### [DIRECTIONS FOR THIS TASK]
Which lines of the entries contain the string "WindowOptions"? Please find them and copy them.

### [INFORMATION SHOWN]
»»
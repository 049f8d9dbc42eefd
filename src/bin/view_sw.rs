//! Interactive viewer for the software renderer.
//!
//! ```bash
//! cargo run --release -- --width 640 --height 400
//! cargo run --release -- --headless 35 --dump frame.ppm
//! ```
//!
//! Arrows/WASD move, Alt+←/→ strafes, Esc quits.

use std::{
    fs::File,
    io::BufWriter,
    path::{Path, PathBuf},
    time::{Duration, Instant},
};

use anyhow::Context;
use clap::Parser;
use glam::IVec2;
use log::{LevelFilter, info};
use minifb::{Key, Window, WindowOptions};
use simplelog::{ColorChoice, ConfigBuilder, TermLogger, TerminalMode};

use view3d::{
    engine::{Engine, RenderConfig, Scene},
    math::{ANGLE_90, ANGLE_180, to_fixed},
    renderer::Surface,
    world::{
        BlendTable, BodyPiece, Camera, Level, LightAnimation, LightKind, LineFlags,
        ObjectAttributes, ObjectList, SceneObject, ShadeTables, Texture, TextureBank,
        builder::two_rooms,
    },
};

const EYE_HEIGHT: i32 = 41;
const MOVE_STEP: i32 = 8;
const TURN_STEP: i32 = 0x300;

/// CLI options handled via `clap` derive.
#[derive(Parser, Debug)]
#[command(author, version, about)]
struct Opts {
    #[arg(long, default_value_t = 640)]
    width: usize,

    #[arg(long, default_value_t = 400)]
    height: usize,

    /// Columns left blank on each side of the view
    #[arg(long, default_value_t = 0)]
    letterbox: usize,

    /// Global darkness, -63..=63
    #[arg(long, default_value_t = 0, allow_negative_numbers = true)]
    darkness: i32,

    /// More log output (-v debug, -vv trace)
    #[arg(short, long, action = clap::ArgAction::Count)]
    verbose: u8,

    /// Render this many frames without a window, then exit
    #[arg(long, value_name = "FRAMES")]
    headless: Option<u32>,

    /// Write the last rendered frame as a binary PPM
    #[arg(long, value_name = "FILE")]
    dump: Option<PathBuf>,
}

fn main() -> anyhow::Result<()> {
    let opts = Opts::parse();

    let level_filter = match opts.verbose {
        0 => LevelFilter::Info,
        1 => LevelFilter::Debug,
        _ => LevelFilter::Trace,
    };
    TermLogger::init(
        level_filter,
        ConfigBuilder::default()
            .set_time_level(LevelFilter::Trace)
            .build(),
        TerminalMode::Mixed,
        ColorChoice::Auto,
    )?;

    let mut config = RenderConfig::new(opts.width, opts.height);
    config.darkness = opts.darkness;
    config.clip_left = opts.letterbox;
    config.clip_right = opts.width.saturating_sub(opts.letterbox);
    let mut engine = Engine::new(config).context("invalid render settings")?;

    let (mut level, objects, bank) = demo_scene()?;
    info!(
        "level {}: {} sectors, {} segments, {} objects",
        level.name,
        level.sectors.len(),
        level.segs.len(),
        objects.len()
    );

    let mut camera = Camera::new(to_fixed(64), to_fixed(128), to_fixed(EYE_HEIGHT), 0);

    if let Some(frames) = opts.headless {
        for tick in 0..frames {
            level.animate_lights(tick);
            camera.turn(TURN_STEP / 4);
            let scene = Scene {
                level: &level,
                objects: &objects,
                bank: &bank,
                camera,
            };
            let stats = engine.render_frame(&scene, |_| {});
            info!("frame {tick}: {stats:?}");
        }
        if let Some(path) = &opts.dump {
            dump(engine.surface(), &bank, path)?;
        }
        return Ok(());
    }

    let (w, h) = (opts.width, opts.height);
    let mut win = Window::new("view3d software renderer", w, h, WindowOptions::default())?;
    win.set_target_fps(35);

    let mut rgb = Vec::with_capacity(w * h);
    let mut ticks = 0u32;
    let mut acc_time = Duration::ZERO;
    let mut acc_frames = 0usize;
    let mut last_print = Instant::now();

    while win.is_open() && !win.is_key_down(Key::Escape) {
        let t0 = Instant::now();

        let step = to_fixed(MOVE_STEP);
        let alt = win.is_key_down(Key::LeftAlt) || win.is_key_down(Key::RightAlt);
        if win.is_key_down(Key::Up) || win.is_key_down(Key::W) {
            camera.step(step, 0);
        }
        if win.is_key_down(Key::Down) || win.is_key_down(Key::S) {
            camera.step(-step, 0);
        }
        if win.is_key_down(Key::A) || (alt && win.is_key_down(Key::Left)) {
            camera.step(0, -step);
        }
        if win.is_key_down(Key::D) || (alt && win.is_key_down(Key::Right)) {
            camera.step(0, step);
        }
        if !alt && win.is_key_down(Key::Left) {
            camera.turn(TURN_STEP);
        }
        if !alt && win.is_key_down(Key::Right) {
            camera.turn(-TURN_STEP);
        }

        ticks = ticks.wrapping_add(1);
        level.animate_lights(ticks);

        let scene = Scene {
            level: &level,
            objects: &objects,
            bank: &bank,
            camera,
        };
        engine.render_frame(&scene, |surface| surface.to_rgb(bank.palette(), &mut rgb));
        acc_time += t0.elapsed();
        acc_frames += 1;
        win.update_with_buffer(&rgb, w, h)?;

        if last_print.elapsed() >= Duration::from_secs(3) {
            let avg_ms = acc_time.as_secs_f64() * 1000.0 / acc_frames as f64;
            info!("avg render: {:.2} ms  ({:.1} FPS)", avg_ms, 1000.0 / avg_ms);
            acc_time = Duration::ZERO;
            acc_frames = 0;
            last_print = Instant::now();
        }
    }

    if let Some(path) = &opts.dump {
        dump(engine.surface(), &bank, path)?;
    }
    Ok(())
}

fn dump(surface: &Surface, bank: &TextureBank, path: &Path) -> anyhow::Result<()> {
    let file = File::create(path).with_context(|| format!("creating {}", path.display()))?;
    surface.write_ppm(bank.palette(), BufWriter::new(file))?;
    info!("wrote {}", path.display());
    Ok(())
}

/// Two joined rooms: a lit stone hall and a raised, sky-roofed court with
/// a flickering light, a grate in the doorway and a few objects.
fn demo_scene() -> anyhow::Result<(Level, ObjectList, TextureBank)> {
    let mut bank = TextureBank::default_with_checker();
    bank.set_shades(ShadeTables::grayscale());
    bank.set_blend(BlendTable::average());

    let brick = bank.insert(
        "BRICK",
        Texture::from_fn("BRICK", 64, 64, |u, v| {
            let row = v / 16;
            let shift = if row % 2 == 0 { 0 } else { 16 };
            if v % 16 == 0 || (u + shift) % 32 == 0 {
                90
            } else {
                170 + ((u * 7 + v * 3) % 24) as u8
            }
        }),
    )?;
    let grate = bank.insert(
        "GRATE",
        Texture::from_fn("GRATE", 16, 64, |u, v| if u % 8 < 2 || v % 16 < 2 { 120 } else { 0 }),
    )?;
    let flagstone = bank.insert(
        "FLAGS",
        Texture::from_fn("FLAGS", 64, 64, |u, v| {
            if u % 32 == 0 || v % 32 == 0 { 60 } else { 110 + ((u ^ v) % 16) as u8 }
        }),
    )?;
    let plaster = bank.insert("PLASTER", Texture::solid("PLASTER", 8, 8, 200))?;
    let sky = bank.insert("SKY", Texture::sky("SKY"))?;
    bank.set_backdrop(Texture::from_fn("BACKDROP", 256, 128, |u, v| {
        (230 - v as i32 + ((u as i32 * 5) % 9)) as u8
    }))?;

    let pillar = bank.insert_picture(
        "PILLAR",
        Texture::from_fn("PILLAR", 16, 72, |u, _| {
            if (2..14).contains(&u) { 150 + u as u8 } else { 0 }
        }),
    )?;
    let legs = bank.insert_picture("LEGS", Texture::solid("LEGS", 12, 24, 80))?;
    let chest = bank.insert_picture("CHEST", Texture::solid("CHEST", 16, 20, 140))?;
    let shield = bank.insert_picture("SHIELD", Texture::solid("SHIELD", 10, 14, 220))?;
    let red = bank.add_colorize(std::array::from_fn(|i| (i as u8).saturating_sub(40)));

    let mut level = two_rooms(24, 112, brick);
    level.name = "DEMO".into();
    {
        let hall = &mut level.sectors[0];
        hall.floor_tex = flagstone;
        hall.ceiling_tex = plaster;
    }
    {
        let court = &mut level.sectors[1];
        court.floor_tex = flagstone;
        court.floor_offset = IVec2::new(16, 16);
        court.ceiling_tex = sky;
        court.light_anim = LightAnimation {
            kind: LightKind::Oscillate,
            rate: 0x0400,
            center: 176,
            radius: 48,
        };
    }
    // The doorway: a translucent grate between the rooms.
    let portal = level.segs[2].line as usize;
    level.lines[portal].flags |= LineFlags::TRANSLUCENT;
    for side in level.lines[portal].sides.into_iter().flatten() {
        level.sides[side as usize].main = grate;
    }
    level.validate()?;

    let mut objects = ObjectList::new();
    for (x, y) in [(200, 40), (200, 216), (420, 128)] {
        objects.push(SceneObject::new(10, to_fixed(x), to_fixed(y), 0, pillar));
    }

    let court_floor = to_fixed(24);
    let shield_id = {
        let z = court_floor + to_fixed(10);
        let mut obj = SceneObject::new(21, to_fixed(380), to_fixed(96), z, shield);
        obj.attributes = ObjectAttributes::BODY_PART;
        obj.piece = Some(BodyPiece::Shield);
        objects.push(obj)
    };
    let chest_id = {
        let z = court_floor + to_fixed(24);
        let mut obj = SceneObject::new(21, to_fixed(380), to_fixed(96), z, chest);
        obj.attributes = ObjectAttributes::BODY_PART;
        obj.piece = Some(BodyPiece::Chest);
        obj.colorize = Some(red);
        obj.chained = Some(shield_id);
        objects.push(obj)
    };
    let mut figure = SceneObject::new(20, to_fixed(380), to_fixed(96), court_floor, legs);
    figure.attributes = ObjectAttributes::PIECEWISE;
    figure.piece = Some(BodyPiece::Legs);
    figure.angle = ANGLE_180 + ANGLE_90 / 2;
    figure.chained = Some(chest_id);
    objects.push(figure);

    let mut ghost = SceneObject::new(30, to_fixed(140), to_fixed(60), 0, pillar);
    ghost.attributes = ObjectAttributes::TRANSLUCENT | ObjectAttributes::NO_SHADING;
    objects.push(ghost);

    objects.link_sectors(&level);
    Ok((level, objects, bank))
}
««
### [RESULT FOR THIS TASK]
use minifb::{Key, Window, WindowOptions};
    let mut win = Window::new("view3d software renderer", w, h, WindowOptions::default())?;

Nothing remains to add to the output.